PALEMBANG, PALTV.CO.ID - Kelainan bayi ‘ultraman’ atau harlequin ichthyosis yang sebelumnya sempat viral di media sosial, ternyata bukan penyakit yang datang tiba-tiba, tapi berasal dari keturunan orang tua atau keluarganya.
Artinya kalau ada bayi yang menderita penyakit harlequin ichthyosis maka kemungkinan dulunya ada juga keluarganya yang terkena penyakit yang sama.
Lalu bagaimana cara menghindari penyakit ini dan kalau sudah terjadi, bagaimana cara mengobatinya?

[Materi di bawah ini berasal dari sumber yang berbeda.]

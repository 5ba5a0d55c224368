use std::fmt::Display;

use serde::{Deserialize, Serialize};

const BUS_KEYWORDS: &[&str] = &["ônibus", "onibus", "bus"];
const VAN_KEYWORDS: &[&str] = &["van", "sprint", "ducato", "boxer", "kombi"];
const TRUCK_KEYWORDS: &[&str] = &["caminhão", "caminhao", "truck"];
const MOTORCYCLE_KEYWORDS: &[&str] = &["moto", "bike", "motorcycle"];

#[derive(Debug, Default, Clone, Copy, PartialEq, Eq, Hash, Serialize, Deserialize)]
#[serde(rename_all = "lowercase")]
pub enum VehicleType {
    #[default]
    Car,
    Bus,
    Van,
    Truck,
    Motorcycle,
}

impl VehicleType {
    /// Classifies a free-text vehicle model by keyword.
    ///
    /// Categories are checked in the order bus, van, truck, motorcycle and
    /// the first one with a matching keyword wins. Anything else is a car.
    pub fn from_model(model: Option<&str>) -> Self {
        let model = model.unwrap_or_default().to_lowercase();
        if model.is_empty() {
            return Self::Car;
        }

        let checks = [
            (Self::Bus, BUS_KEYWORDS),
            (Self::Van, VAN_KEYWORDS),
            (Self::Truck, TRUCK_KEYWORDS),
            (Self::Motorcycle, MOTORCYCLE_KEYWORDS),
        ];
        checks
            .into_iter()
            .find(|(_, keywords)| keywords.iter().any(|keyword| model.contains(keyword)))
            .map(|(kind, _)| kind)
            .unwrap_or(Self::Car)
    }

    pub const fn as_str(&self) -> &'static str {
        match self {
            VehicleType::Car => "car",
            VehicleType::Bus => "bus",
            VehicleType::Van => "van",
            VehicleType::Truck => "truck",
            VehicleType::Motorcycle => "motorcycle",
        }
    }
}

impl Display for VehicleType {
    fn fmt(&self, f: &mut std::fmt::Formatter<'_>) -> std::fmt::Result {
        f.write_str(self.as_str())
    }
}

#[derive(Debug, Default, Clone, PartialEq, Serialize, Deserialize)]
pub struct Vehicle {
    #[serde(default)]
    pub model: String,
    #[serde(default)]
    pub license_plate: String,
    #[serde(default)]
    pub seats: u32,
    #[serde(default)]
    pub driver: Option<String>,
}

impl Vehicle {
    pub fn vehicle_type(&self) -> VehicleType {
        VehicleType::from_model(Some(&self.model))
    }

    /// Occupancy label such as `3/15 (20%)`, or `None` without a seat count.
    pub fn occupancy(&self, passengers: usize) -> Option<String> {
        if self.seats == 0 {
            return None;
        }
        let percent = passengers as u64 * 100 / self.seats as u64;
        Some(format!("{}/{} ({}%)", passengers, self.seats, percent))
    }
}

#[test]
fn occupancy_test() {
    let vehicle = Vehicle {
        model: "Sprinter".into(),
        seats: 15,
        ..Default::default()
    };
    assert_eq!(vehicle.occupancy(3).as_deref(), Some("3/15 (20%)"));
    assert_eq!(Vehicle::default().occupancy(3), None);
}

Dilansir paltv.co.id dari alodokter.com, Harlequin ichthyosis adalah penyakit bawaan yang menyebabkan kelainan pada kulit bayi sejak lahir ditandai dengan kulit yang bersisik, tebal dan kering seluruh tubuh.
Harlequin ichthyosis terjadi akibat kelainan gen yang diturunkan dari kedua orang tua. Selama masa pembentukan organ di dalam kandungan, kelainan gen tersebut menyebabkan jaringan kulit tidak terbentuk secara normal.
BACA JUGA:Angin ‘Puyuh’ Mengamuk di Sematang Borang, 9 Rumah Rusak dan 1 Warga Terluka
BACA JUGA:5 Penanganan Kekerasan dalam Rumah Tangga (KDRT) yang Perlu Diketahui
Harlequin ichthyosis tergolong penyakit yang cukup langka. Kemungkinan terjadinya kondisi ini hanya terjadi pada sekitar 1 dari 300.000 kelahiran.
Penyakit langka ini disebabkan oleh mutasi atau kelainan pada gen ABCA12. Normalnya, gen ini berfungsi untuk memproduksi protein ABC transporter yang tugasnya adalah untuk menyalurkan lemak ke lapisan kulit terluar (epidermis).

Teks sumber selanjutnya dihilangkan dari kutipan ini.